Providing Education & Guidance to Help Protect Your Loved Ones
Estate Litigation Case Study
Powers Of Attorney And Advance Medical Directives
What could happen if you don’t have powers of attorney and advance medical directives:
A husband and wife in their early 50’s have 3 children but have no wills, durable powers of attorney or advance medical directives. The wife is involved in an automobile accident, her injuries are aggravated by improper care at a local hospital, and she is left in a vegetative state in a nursing home. Her husband must deal not only with the tremendous grief surrounding his wife’s condition, but now must file a guardianship action in Court seeking to become his wife’s guardian so that he has legal authority to make financial and medical decisions on his wife’s behalf.
Guardianship applications typically cost several thousands of dollars and take approximately three months to proceed from start to finish in the courts. Though the husband had consulted with an attorney in connection with filing for guardianship, he made no progress on the guardianship issue until he consulted with Timothy Rice as the original attorney was not sufficiently experienced or knowledgeable about guardianship laws. Mr. Rice obtained the required medical and legal proofs to file for guardianship and also assisted the husband with a Medicaid application to seek Medicaid coverage for his wife’s very expensive nursing home care. The wife’s Medicaid eligibility was delayed because the husband did not have legal authority to liquidate assets owned solely by his wife. If this couple has executed Durable Powers of Attorney and Advance Medical Directives, the guardianship application would have been avoided, the Medicaid application would have been expedited, and the husband’s emotional & financial burden would had been reduced.
Act Sooner To Get A Will
Act sooner rather than later to get a will, especially if you have disabled beneficiaries:
A woman has advanced lung cancer and asks her financial planner to contact an attorney to meet with her regarding her estate planning documents. Timothy Rice meets with the woman at the hospital that evening and discusses the appropriate documents – a will, durable power of attorney and advance medical directive, and obtains information from the woman to customize those documents to meet her intentions. The woman has two sons, one of whom is disabled and receives Medicaid and SSI benefits. Mr. Rice suggests that her will include a Supplemental Benefits Trust for the benefit of her disabled son. Unfortunately, the woman’s medical condition deteriorates quickly, she is unable to meet with Mr. Rice the next day to execute her estate planning documents, and she passes away before she could execute her estate planning documents. The New Jersey probate laws provide that an unsigned will cannot be probated by the county Surrogate’s Office, and the proposed executor named in the unsigned will retained Mr. Rice to seek approval from the Probate Court to probate the will and create the Supplemental Benefits Trust. Although at the time there were no published case decisions which permit the probate of unsigned wills, Mr. Rice successfully gained court approval of this probate application. The good news is that this woman’s intentions have been fulfilled. The bad news is that those intentions could have been fulfilled at much less cost if she had contacted an estate attorney such as Mr. Rice sooner than she did.

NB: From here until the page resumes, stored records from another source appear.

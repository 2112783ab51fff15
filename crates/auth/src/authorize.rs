use thiserror::Error;

use crate::{Permission, Principal, permissions_for};

#[derive(Debug, Error, Clone, PartialEq, Eq)]
pub enum AuthzError {
    #[error("forbidden: role '{role}' lacks permission '{permission}'")]
    Forbidden { role: String, permission: String },
}

/// Authorize a principal for an endpoint-level permission.
///
/// - No IO
/// - No panics
/// - No business logic (pure policy check)
pub fn authorize(principal: &Principal, required: &Permission) -> Result<(), AuthzError> {
    if permissions_for(principal.role).contains(required) {
        return Ok(());
    }

    tracing::debug!(
        principal = %principal.principal_id,
        role = %principal.role,
        permission = %required,
        "authorization denied"
    );

    Err(AuthzError::Forbidden {
        role: principal.role.to_string(),
        permission: required.to_string(),
    })
}
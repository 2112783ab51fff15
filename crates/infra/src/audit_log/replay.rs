//! Fold an audit stream back into case position.
//!
//! A consistency cross-check for the registry's cached stage, not the
//! primary read path.

use serde::Serialize;

use shipline_case::Stage;

use super::r#trait::AuditEntry;

/// Stage and version implied by an audit stream.
#[derive(Debug, Clone, Copy, PartialEq, Eq, Serialize)]
pub struct Replayed {
    pub stage: Stage,
    pub version: u64,
}

impl Default for Replayed {
    fn default() -> Self {
        Self {
            stage: Stage::Registered,
            version: 0,
        }
    }
}

/// Fold entries in order. Side-channel (assign/reassign) entries are skipped.
pub fn replay<'a, I>(entries: I) -> Replayed
where
    I: IntoIterator<Item = &'a AuditEntry>,
{
    entries
        .into_iter()
        .filter(|e| e.is_transition())
        .fold(Replayed::default(), |acc, e| Replayed {
            stage: e.to_stage,
            version: acc.version + 1,
        })
}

Failing To Do Your Estate Plan
Failing to do you estate plan results in the state intestacy law determining your beneficiaries:
A woman is hospitalized with cancer and other ailments, and Timothy Rice meets with the woman and her sister at the hospital. The hospitalized woman is able to tell me that she would like me to draft a Power of Attorney, Advance Medical Directive and will for her which appoints her sister as financial agent, health care representative and executor. The woman is either unwilling or unable to decide on alternate agents and executors or how she wishes to divide her estate. Unfortunately, the hospitalized woman passed away shortly after our meeting and before she could fully communicate her intentions for her estate or sign any legal documents.
Because she died without a Will, her sister, as her closest next-of-kin, was required to not only make application to become Administrator of the estate, but also, by law, was required to pay premiums for an insurance bond to serve in that capacity. The bond requirement would have been avoided with a properly drafted Will. More significantly, the state intestacy law – which applies when one dies without a will – caused this estate to pass to nephews and nieces whom the decedent had not seen in many years, and with whom she had no ongoing relationship.
Had the woman been proactive in meeting with an estate attorney before she became too ill to plan and sign estate planning documents, her estate would have passed to those relatives to whom she was closest or to persons of her choosing. Unfortunately, her estate plan was a failure because she failed to plan.